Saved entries

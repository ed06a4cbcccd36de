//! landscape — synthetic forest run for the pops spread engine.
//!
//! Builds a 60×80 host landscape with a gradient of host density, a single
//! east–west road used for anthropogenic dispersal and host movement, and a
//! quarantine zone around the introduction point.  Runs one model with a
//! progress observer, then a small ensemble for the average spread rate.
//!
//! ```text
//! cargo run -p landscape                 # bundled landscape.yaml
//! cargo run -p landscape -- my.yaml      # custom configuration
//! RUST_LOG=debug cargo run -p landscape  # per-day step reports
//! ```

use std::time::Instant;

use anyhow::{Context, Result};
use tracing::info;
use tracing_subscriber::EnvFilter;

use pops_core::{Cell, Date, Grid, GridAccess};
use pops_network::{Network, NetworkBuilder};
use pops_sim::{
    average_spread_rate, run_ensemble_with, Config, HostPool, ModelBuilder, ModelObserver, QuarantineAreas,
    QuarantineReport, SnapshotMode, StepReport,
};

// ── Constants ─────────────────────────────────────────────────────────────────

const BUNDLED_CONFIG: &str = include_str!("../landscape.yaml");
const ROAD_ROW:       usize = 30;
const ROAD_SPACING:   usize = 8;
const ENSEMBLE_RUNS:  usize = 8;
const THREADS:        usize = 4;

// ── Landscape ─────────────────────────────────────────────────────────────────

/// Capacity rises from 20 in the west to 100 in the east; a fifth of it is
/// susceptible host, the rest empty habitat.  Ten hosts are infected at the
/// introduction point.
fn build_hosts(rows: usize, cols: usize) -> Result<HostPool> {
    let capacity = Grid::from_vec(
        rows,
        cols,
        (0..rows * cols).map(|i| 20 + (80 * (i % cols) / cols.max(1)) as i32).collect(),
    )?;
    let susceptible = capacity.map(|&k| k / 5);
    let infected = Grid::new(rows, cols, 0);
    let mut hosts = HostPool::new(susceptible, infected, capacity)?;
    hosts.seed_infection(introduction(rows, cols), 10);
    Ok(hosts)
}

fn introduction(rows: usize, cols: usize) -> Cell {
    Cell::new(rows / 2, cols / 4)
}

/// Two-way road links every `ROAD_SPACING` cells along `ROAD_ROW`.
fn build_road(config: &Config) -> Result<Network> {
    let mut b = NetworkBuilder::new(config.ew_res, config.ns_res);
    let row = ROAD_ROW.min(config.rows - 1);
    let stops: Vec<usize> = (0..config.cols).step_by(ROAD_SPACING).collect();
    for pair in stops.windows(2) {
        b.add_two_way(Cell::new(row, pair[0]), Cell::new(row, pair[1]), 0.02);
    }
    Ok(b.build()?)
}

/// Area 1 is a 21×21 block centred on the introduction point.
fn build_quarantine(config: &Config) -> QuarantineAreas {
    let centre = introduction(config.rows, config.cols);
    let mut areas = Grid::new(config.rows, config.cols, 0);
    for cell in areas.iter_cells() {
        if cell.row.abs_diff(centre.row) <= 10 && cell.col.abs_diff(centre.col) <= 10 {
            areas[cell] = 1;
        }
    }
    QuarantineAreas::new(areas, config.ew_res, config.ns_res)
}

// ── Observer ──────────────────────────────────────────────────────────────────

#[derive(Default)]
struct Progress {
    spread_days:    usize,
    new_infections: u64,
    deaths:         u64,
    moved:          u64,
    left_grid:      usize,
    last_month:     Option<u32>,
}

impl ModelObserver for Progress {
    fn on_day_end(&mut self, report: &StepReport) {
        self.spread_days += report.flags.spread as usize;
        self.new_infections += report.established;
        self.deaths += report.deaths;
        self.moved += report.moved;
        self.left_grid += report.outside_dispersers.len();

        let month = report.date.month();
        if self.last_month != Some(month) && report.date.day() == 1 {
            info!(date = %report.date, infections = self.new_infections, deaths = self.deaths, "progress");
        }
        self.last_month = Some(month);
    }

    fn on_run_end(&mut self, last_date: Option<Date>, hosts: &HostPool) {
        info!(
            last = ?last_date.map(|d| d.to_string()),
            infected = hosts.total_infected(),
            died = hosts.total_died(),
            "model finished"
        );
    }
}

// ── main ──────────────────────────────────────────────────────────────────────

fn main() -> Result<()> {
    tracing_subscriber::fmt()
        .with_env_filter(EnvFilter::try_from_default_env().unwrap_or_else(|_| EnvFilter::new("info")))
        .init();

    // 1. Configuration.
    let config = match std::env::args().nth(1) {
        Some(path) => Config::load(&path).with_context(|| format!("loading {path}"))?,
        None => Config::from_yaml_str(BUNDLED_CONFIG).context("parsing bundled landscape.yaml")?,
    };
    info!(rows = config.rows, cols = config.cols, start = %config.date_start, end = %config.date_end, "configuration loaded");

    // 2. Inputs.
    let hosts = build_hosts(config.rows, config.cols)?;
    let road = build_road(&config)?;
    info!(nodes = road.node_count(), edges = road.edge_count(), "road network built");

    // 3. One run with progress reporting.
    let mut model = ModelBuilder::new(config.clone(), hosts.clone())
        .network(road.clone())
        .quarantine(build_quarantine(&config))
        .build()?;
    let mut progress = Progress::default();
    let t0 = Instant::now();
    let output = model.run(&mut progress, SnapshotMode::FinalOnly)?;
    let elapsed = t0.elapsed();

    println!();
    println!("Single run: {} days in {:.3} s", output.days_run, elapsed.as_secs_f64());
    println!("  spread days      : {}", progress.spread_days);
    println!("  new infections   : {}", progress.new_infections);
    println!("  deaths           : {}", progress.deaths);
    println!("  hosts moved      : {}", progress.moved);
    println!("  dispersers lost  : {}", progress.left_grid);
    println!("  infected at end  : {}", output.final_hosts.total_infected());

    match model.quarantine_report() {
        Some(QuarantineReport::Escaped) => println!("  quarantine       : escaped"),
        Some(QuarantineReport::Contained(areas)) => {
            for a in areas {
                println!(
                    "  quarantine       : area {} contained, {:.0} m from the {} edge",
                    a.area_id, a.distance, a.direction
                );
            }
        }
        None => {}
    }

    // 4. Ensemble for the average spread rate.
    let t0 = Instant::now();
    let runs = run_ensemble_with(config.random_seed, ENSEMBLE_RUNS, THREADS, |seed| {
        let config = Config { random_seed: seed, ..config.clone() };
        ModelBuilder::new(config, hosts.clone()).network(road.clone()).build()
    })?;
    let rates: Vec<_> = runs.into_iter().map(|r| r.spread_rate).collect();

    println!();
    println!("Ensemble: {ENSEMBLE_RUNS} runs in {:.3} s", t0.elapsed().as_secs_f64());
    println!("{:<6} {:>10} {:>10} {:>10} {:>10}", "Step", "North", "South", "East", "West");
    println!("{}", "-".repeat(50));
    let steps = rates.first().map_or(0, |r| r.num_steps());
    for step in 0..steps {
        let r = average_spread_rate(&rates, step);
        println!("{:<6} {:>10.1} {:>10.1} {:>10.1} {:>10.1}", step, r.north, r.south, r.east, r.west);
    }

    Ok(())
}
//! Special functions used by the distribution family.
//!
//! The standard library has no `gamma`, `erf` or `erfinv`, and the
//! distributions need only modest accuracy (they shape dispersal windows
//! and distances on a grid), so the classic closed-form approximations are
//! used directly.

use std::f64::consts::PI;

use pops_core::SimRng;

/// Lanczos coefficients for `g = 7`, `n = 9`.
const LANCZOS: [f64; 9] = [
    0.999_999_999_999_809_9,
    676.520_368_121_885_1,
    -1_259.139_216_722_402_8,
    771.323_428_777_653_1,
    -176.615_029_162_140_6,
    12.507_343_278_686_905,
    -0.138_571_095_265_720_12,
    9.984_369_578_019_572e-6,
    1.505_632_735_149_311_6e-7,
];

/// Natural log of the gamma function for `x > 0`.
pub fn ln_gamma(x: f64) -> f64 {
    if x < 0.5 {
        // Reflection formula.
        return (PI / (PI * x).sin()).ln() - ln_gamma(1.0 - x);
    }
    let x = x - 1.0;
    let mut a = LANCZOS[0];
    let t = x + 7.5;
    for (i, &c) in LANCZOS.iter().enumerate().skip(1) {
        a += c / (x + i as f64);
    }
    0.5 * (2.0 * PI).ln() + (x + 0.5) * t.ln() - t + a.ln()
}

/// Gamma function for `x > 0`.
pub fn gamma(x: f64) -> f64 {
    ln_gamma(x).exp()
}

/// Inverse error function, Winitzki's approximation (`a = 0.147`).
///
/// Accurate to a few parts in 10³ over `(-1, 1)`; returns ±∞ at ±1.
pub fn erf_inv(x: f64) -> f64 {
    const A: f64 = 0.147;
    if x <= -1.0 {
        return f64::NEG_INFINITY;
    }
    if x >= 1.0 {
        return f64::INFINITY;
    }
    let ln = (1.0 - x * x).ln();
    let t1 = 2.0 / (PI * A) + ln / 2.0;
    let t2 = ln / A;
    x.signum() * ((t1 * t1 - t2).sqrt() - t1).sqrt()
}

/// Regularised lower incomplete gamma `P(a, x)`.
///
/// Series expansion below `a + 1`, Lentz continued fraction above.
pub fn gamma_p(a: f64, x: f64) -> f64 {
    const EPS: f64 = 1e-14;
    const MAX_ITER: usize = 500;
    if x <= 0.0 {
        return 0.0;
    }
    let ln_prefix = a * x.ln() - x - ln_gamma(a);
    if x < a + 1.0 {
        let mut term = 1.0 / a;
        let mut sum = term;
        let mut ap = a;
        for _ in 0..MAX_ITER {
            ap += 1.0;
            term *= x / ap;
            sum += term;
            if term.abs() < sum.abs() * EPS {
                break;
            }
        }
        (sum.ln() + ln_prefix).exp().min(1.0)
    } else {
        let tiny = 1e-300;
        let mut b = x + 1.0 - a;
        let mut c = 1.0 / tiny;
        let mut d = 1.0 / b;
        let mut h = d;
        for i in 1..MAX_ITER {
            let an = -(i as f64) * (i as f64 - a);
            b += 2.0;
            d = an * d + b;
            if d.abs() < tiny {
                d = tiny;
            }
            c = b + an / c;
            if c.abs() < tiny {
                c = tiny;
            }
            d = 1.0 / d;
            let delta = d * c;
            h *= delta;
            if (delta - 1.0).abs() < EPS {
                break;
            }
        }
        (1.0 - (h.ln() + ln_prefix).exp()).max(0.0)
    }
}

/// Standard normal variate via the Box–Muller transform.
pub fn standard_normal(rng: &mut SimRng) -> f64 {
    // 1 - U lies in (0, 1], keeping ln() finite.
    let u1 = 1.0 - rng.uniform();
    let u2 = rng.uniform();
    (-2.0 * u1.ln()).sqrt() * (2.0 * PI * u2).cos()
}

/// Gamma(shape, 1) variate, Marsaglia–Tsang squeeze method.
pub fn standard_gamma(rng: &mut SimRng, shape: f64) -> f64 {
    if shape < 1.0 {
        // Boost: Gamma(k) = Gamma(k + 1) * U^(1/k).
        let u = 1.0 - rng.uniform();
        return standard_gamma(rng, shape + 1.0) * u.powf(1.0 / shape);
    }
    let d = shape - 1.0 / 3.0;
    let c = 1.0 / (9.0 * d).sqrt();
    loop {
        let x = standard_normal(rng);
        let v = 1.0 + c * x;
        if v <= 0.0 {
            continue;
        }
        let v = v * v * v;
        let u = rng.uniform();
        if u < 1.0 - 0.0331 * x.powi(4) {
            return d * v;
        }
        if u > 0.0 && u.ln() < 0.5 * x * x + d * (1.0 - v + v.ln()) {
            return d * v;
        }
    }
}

- Work item -
Search the data above for the word "rows" and show every line that has it.

- Response to the task -
fn build_hosts(rows: usize, cols: usize) -> Result<HostPool> {
        rows,
        (0..rows * cols).map(|i| 20 + (80 * (i % cols) / cols.max(1)) as i32).collect(),
    let infected = Grid::new(rows, cols, 0);
    hosts.seed_infection(introduction(rows, cols), 10);
fn introduction(rows: usize, cols: usize) -> Cell {
    Cell::new(rows / 2, cols / 4)
    let row = ROAD_ROW.min(config.rows - 1);
    let centre = introduction(config.rows, config.cols);
    let mut areas = Grid::new(config.rows, config.cols, 0);
    info!(rows = config.rows, cols = config.cols, start = %config.date_start, end = %config.date_end, "configuration loaded");
    let hosts = build_hosts(config.rows, config.cols)?;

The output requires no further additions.